§ What to work on
Could you copy each line of the listing that holds "current"?

§ Data extract
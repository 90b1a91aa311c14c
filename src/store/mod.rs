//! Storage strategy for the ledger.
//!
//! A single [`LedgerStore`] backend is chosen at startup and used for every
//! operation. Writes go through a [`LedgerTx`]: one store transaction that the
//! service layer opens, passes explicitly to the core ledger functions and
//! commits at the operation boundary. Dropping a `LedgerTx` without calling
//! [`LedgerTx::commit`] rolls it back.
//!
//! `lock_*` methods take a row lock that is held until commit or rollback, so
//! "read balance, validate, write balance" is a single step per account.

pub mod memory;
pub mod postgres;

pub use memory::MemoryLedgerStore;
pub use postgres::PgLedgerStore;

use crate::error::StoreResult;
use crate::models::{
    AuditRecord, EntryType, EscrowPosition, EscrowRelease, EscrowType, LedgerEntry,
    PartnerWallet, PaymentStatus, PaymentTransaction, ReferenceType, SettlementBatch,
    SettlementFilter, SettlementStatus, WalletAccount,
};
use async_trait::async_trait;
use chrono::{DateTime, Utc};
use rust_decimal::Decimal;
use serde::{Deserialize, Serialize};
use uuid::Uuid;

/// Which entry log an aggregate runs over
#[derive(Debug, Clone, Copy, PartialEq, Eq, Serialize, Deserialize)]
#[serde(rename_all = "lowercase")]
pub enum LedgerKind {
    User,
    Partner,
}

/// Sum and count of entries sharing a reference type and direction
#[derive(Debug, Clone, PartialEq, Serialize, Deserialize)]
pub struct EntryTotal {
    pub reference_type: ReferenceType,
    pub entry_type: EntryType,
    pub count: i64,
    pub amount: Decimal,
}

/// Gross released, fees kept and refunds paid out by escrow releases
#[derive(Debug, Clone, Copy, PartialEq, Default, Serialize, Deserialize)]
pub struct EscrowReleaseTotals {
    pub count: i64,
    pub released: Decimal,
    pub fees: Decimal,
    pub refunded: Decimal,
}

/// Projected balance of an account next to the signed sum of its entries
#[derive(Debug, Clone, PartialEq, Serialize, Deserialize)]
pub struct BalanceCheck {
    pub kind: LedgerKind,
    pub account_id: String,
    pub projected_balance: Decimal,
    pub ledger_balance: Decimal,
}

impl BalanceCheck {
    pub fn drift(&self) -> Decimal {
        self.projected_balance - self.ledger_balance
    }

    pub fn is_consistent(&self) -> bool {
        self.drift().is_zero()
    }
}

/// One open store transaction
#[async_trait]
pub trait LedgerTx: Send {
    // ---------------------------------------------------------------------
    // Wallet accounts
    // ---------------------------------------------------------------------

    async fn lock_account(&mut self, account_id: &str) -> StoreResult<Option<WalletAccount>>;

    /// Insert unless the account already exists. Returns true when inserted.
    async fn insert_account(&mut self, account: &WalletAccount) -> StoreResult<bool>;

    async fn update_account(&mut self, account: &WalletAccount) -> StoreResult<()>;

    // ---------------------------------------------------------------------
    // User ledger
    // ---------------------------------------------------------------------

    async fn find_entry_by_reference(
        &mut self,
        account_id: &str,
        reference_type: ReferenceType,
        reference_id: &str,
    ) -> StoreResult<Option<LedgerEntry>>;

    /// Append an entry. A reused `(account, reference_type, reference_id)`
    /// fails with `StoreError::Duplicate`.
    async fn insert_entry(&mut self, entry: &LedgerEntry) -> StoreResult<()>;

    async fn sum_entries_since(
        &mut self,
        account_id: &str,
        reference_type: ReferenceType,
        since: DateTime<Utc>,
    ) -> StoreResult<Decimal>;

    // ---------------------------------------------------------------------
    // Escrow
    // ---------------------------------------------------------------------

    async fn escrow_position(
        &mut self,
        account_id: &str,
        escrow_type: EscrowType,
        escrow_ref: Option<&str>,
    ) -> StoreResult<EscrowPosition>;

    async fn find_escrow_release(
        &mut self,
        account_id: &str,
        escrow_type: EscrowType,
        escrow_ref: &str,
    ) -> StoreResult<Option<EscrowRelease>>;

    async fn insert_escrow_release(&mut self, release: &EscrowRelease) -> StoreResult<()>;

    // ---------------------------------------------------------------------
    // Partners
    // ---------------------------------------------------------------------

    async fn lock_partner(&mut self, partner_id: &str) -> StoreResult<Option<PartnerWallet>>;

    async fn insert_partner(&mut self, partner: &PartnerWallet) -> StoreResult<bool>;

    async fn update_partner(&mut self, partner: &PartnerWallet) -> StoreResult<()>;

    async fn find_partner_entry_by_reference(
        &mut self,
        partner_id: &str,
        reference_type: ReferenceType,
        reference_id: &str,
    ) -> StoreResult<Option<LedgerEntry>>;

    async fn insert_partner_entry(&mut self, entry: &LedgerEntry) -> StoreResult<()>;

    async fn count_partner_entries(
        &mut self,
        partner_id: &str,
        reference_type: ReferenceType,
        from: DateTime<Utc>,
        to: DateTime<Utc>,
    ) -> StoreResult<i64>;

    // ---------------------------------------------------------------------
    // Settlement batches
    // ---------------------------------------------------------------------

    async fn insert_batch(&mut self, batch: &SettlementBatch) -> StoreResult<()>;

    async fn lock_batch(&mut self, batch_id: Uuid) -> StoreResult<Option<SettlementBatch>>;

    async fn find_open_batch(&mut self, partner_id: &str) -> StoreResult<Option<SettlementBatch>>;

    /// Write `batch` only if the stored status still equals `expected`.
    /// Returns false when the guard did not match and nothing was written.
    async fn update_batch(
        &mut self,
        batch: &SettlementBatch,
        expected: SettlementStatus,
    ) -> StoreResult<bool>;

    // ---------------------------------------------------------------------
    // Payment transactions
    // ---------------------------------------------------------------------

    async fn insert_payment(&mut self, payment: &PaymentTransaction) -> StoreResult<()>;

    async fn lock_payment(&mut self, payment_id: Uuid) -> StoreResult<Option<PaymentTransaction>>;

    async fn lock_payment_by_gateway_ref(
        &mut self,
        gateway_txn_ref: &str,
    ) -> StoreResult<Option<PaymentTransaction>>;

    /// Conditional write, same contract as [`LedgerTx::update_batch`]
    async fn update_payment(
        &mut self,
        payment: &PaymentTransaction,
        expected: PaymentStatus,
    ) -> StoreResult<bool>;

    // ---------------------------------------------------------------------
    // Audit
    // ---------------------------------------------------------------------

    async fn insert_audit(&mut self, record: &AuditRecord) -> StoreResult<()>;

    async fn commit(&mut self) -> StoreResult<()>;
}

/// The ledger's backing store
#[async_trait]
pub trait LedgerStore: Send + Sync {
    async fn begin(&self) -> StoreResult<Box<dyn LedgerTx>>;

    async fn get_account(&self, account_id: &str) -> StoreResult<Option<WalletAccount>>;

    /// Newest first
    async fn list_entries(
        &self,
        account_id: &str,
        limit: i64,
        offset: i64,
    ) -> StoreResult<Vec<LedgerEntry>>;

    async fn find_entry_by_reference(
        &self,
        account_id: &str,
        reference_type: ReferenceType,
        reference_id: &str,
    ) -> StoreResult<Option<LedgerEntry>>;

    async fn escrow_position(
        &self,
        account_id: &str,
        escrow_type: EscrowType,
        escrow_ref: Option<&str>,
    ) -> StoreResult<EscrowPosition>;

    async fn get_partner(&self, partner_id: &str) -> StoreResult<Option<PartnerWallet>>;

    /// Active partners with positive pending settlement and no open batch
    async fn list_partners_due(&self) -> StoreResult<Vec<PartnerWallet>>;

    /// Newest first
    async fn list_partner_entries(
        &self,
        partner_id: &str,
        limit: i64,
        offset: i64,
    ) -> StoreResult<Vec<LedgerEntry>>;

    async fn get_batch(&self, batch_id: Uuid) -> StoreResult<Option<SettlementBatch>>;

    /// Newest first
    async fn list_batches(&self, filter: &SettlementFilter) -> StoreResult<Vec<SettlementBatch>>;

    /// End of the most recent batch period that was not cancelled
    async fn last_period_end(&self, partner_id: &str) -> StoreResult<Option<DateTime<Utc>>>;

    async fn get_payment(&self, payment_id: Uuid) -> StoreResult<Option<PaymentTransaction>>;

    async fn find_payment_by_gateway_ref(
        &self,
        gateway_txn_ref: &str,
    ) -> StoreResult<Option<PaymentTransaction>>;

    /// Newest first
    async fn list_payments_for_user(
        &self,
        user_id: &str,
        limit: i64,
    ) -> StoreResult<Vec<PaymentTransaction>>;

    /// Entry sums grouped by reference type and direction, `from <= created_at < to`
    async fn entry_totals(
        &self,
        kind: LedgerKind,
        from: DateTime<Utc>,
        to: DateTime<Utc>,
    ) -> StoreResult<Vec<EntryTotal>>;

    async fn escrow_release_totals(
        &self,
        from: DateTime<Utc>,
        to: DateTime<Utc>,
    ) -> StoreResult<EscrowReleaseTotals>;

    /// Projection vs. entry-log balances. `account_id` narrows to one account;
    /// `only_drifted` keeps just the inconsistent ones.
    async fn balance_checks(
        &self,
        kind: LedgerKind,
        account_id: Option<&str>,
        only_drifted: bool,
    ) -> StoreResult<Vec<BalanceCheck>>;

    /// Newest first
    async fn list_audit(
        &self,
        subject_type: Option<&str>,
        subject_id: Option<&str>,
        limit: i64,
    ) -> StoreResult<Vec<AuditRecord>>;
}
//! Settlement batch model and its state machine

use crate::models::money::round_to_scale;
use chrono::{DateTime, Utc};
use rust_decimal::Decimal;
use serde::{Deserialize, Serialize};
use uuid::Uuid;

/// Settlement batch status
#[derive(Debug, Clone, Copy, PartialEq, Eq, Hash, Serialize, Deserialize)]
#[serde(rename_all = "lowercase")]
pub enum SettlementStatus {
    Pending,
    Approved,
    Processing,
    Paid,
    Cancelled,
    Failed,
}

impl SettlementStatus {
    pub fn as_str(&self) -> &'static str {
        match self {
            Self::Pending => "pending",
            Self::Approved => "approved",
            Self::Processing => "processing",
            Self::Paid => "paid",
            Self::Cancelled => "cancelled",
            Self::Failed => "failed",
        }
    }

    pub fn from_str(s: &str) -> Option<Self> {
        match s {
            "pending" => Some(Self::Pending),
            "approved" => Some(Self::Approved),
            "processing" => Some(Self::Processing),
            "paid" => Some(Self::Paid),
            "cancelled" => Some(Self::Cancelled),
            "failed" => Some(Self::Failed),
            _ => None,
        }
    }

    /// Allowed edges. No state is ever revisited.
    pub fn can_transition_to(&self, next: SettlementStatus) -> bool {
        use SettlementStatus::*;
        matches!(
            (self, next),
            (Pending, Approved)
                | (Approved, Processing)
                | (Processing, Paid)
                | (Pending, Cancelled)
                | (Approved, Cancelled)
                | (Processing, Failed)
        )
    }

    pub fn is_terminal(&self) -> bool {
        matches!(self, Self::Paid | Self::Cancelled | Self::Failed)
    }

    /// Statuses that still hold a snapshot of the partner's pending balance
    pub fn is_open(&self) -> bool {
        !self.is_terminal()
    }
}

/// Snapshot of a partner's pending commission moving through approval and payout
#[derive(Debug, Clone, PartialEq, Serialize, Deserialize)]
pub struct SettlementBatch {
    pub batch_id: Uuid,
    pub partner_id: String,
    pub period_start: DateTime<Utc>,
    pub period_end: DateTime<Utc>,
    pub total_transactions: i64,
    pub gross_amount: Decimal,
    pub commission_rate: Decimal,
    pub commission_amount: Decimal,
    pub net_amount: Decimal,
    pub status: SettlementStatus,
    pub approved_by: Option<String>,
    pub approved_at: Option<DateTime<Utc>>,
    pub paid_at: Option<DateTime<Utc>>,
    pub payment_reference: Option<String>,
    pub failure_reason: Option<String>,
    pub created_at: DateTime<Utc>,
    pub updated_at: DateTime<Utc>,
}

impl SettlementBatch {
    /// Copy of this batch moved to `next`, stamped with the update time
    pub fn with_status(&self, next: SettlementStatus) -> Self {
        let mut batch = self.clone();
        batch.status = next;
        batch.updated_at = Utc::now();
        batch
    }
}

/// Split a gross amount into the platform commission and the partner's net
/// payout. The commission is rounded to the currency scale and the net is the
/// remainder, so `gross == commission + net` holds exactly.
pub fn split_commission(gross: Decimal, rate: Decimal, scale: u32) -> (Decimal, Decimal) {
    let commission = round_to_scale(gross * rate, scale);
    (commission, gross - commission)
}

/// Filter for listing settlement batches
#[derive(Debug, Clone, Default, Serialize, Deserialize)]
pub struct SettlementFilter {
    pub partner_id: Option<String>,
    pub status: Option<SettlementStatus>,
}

...

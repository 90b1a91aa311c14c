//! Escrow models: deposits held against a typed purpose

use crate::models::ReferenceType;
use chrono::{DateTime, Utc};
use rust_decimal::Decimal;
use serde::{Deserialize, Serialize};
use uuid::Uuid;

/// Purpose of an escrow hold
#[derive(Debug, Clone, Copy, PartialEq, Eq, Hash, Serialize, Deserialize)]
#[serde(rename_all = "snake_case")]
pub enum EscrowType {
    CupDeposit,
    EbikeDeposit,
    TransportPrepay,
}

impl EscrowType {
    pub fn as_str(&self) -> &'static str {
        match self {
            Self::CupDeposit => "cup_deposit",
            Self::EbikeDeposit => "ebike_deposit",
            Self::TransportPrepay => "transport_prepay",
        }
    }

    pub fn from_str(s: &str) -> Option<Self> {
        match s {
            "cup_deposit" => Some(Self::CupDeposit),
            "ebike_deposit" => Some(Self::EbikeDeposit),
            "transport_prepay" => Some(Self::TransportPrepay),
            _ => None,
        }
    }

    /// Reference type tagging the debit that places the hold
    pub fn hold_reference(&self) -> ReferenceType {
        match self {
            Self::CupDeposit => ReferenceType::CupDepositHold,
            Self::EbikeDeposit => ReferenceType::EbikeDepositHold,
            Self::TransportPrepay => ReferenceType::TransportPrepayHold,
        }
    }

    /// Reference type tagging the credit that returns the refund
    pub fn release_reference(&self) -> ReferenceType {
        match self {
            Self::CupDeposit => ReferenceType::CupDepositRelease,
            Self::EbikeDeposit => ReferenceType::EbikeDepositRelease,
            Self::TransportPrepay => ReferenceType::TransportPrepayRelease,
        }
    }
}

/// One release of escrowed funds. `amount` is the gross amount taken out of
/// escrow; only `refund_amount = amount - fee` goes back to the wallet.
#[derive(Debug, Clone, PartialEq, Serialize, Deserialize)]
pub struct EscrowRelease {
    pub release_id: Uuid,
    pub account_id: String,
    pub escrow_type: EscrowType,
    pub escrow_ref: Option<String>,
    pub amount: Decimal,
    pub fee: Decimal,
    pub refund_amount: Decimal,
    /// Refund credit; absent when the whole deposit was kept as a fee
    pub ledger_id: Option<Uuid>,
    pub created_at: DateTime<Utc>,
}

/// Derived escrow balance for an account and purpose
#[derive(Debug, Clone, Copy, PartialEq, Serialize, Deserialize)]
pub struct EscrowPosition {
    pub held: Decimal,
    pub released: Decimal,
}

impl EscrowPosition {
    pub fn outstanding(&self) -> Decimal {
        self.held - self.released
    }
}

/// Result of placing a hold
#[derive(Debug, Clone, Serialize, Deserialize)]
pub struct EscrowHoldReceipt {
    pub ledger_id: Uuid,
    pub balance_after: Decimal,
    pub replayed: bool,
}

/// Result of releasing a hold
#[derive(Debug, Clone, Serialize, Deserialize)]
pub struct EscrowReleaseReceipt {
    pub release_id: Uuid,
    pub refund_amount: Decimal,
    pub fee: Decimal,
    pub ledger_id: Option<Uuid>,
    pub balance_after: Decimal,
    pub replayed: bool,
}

--

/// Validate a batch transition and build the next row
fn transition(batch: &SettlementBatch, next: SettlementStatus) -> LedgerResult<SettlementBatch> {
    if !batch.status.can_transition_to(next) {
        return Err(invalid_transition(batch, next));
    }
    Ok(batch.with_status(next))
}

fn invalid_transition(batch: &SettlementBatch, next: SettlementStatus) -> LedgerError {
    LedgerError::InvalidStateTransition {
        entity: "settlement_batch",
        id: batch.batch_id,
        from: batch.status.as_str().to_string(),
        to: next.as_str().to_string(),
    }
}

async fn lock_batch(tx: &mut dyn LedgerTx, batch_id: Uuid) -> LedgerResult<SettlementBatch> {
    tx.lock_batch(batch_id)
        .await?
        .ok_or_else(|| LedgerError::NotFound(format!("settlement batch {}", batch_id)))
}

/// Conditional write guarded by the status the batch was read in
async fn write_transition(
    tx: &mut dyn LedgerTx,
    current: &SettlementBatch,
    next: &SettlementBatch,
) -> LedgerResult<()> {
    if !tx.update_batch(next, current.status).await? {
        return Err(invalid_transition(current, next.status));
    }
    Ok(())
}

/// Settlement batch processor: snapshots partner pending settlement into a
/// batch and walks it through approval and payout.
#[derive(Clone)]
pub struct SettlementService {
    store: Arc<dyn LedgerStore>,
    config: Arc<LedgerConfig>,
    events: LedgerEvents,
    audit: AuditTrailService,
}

§ Output
    current: &SettlementBatch,
    if !tx.update_batch(next, current.status).await? {
        return Err(invalid_transition(current, next.status));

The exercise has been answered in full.